▸ **WHAT THE TASK REQUIRES**: Among the entries below, how many lines contain the string "endian"? Only the number, please.

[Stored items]

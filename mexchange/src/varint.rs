//! Variable-length integer encoding shared by packets and the wire codec.
//!
//! Values are encoded in 1 to 9 bytes. The first byte decides the shape:
//!
//! | first byte | meaning                                     |
//! |------------|---------------------------------------------|
//! | 0..=240    | the value itself                            |
//! | 241..=248  | `240 + 256 * (b0 - 241) + b1`               |
//! | 249        | `2288 + 256 * b1 + b2`                      |
//! | 250..=255  | `b0 - 247` big-endian bytes follow (3 to 8) |
//!
//! Small values (ids, lengths, ack counters) stay at one or two bytes while
//! the full `u64` range remains representable.

use bytes::BufMut;

/// Longest possible encoding.
pub const MAX_LEN: usize = 9;

/// Appends the encoding of `value` to `buf`.
pub fn put_u64<B: BufMut>(buf: &mut B, value: u64) {
    match value {
        0..=240 => buf.put_u8(value as u8),
        241..=2287 => {
            let rest = value - 240;
            buf.put_u8((rest / 256 + 241) as u8);
            buf.put_u8((rest % 256) as u8);
        }
        2288..=67823 => {
            let rest = value - 2288;
            buf.put_u8(249);
            buf.put_u8((rest / 256) as u8);
            buf.put_u8((rest % 256) as u8);
        }
        _ => {
            let width = byte_width(value);
            buf.put_u8(247 + width as u8);
            buf.put_slice(&value.to_be_bytes()[8 - width..]);
        }
    }
}

/// Number of bytes `put_u64` writes for `value`.
pub fn encoded_len(value: u64) -> usize {
    match value {
        0..=240 => 1,
        241..=2287 => 2,
        2288..=67823 => 3,
        _ => 1 + byte_width(value),
    }
}

/// Decodes a value from the front of `data`.
///
/// Returns the value and the number of bytes consumed, or `None` when `data`
/// does not yet hold the complete encoding. Every first byte is valid, so the
/// only failure mode is running out of input.
pub fn decode_u64(data: &[u8]) -> Option<(u64, usize)> {
    let first = *data.first()?;
    match first {
        0..=240 => Some((u64::from(first), 1)),
        241..=248 => {
            let second = *data.get(1)?;
            let value = 240 + 256 * u64::from(first - 241) + u64::from(second);
            Some((value, 2))
        }
        249 => {
            let bytes = data.get(1..3)?;
            let value = 2288 + 256 * u64::from(bytes[0]) + u64::from(bytes[1]);
            Some((value, 3))
        }
        _ => {
            let width = usize::from(first - 247);
            let bytes = data.get(1..1 + width)?;
            let value = bytes
                .iter()
                .fold(0u64, |acc, byte| (acc << 8) | u64::from(*byte));
            Some((value, 1 + width))
        }
    }
}

/// Maps signed integers onto unsigned ones so small magnitudes stay small.
pub fn zigzag_encode(value: i64) -> u64 {
    ((value << 1) ^ (value >> 63)) as u64
}

pub fn zigzag_decode(value: u64) -> i64 {
    ((value >> 1) as i64) ^ -((value & 1) as i64)
}

// Width in bytes for values that need the big-endian form (3 to 8).
fn byte_width(value: u64) -> usize {
    let significant = 8 - (value.leading_zeros() as usize / 8);
    significant.max(3)
}

#[cfg(test)]
mod tests {
    use super::*;

    fn encode(value: u64) -> Vec<u8> {
        let mut buf = Vec::new();
        put_u64(&mut buf, value);
        buf
    }

    #[test]
    fn boundaries_use_expected_widths() {
        let cases = [
            (0, 1),
            (240, 1),
            (241, 2),
            (2287, 2),
            (2288, 3),
            (67823, 3),
            (67824, 4),
            ((1 << 24) - 1, 4),
            (1 << 24, 5),
            (u64::from(u32::MAX), 5),
            (1 << 40, 7),
            (u64::MAX, 9),
        ];

        for (value, width) in cases {
            let bytes = encode(value);
            assert_eq!(bytes.len(), width, "width for {value}");
            assert_eq!(encoded_len(value), width, "encoded_len for {value}");
            assert_eq!(decode_u64(&bytes), Some((value, width)), "decode {value}");
        }
    }

    #[test]
    fn truncated_input_is_incomplete() {
        let bytes = encode(1 << 40);
        for cut in 0..bytes.len() {
            assert_eq!(decode_u64(&bytes[..cut]), None);
        }
    }

    #[test]
    fn zigzag_keeps_small_magnitudes_small() {
        assert_eq!(zigzag_encode(0), 0);
        assert_eq!(zigzag_encode(-1), 1);
        assert_eq!(zigzag_encode(1), 2);
        assert_eq!(zigzag_decode(zigzag_encode(i64::MIN)), i64::MIN);
        assert_eq!(zigzag_decode(zigzag_encode(i64::MAX)), i64::MAX);
        assert_eq!(zigzag_decode(zigzag_encode(-123_456)), -123_456);
    }
}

▸ **RESPONSE AREA**: 2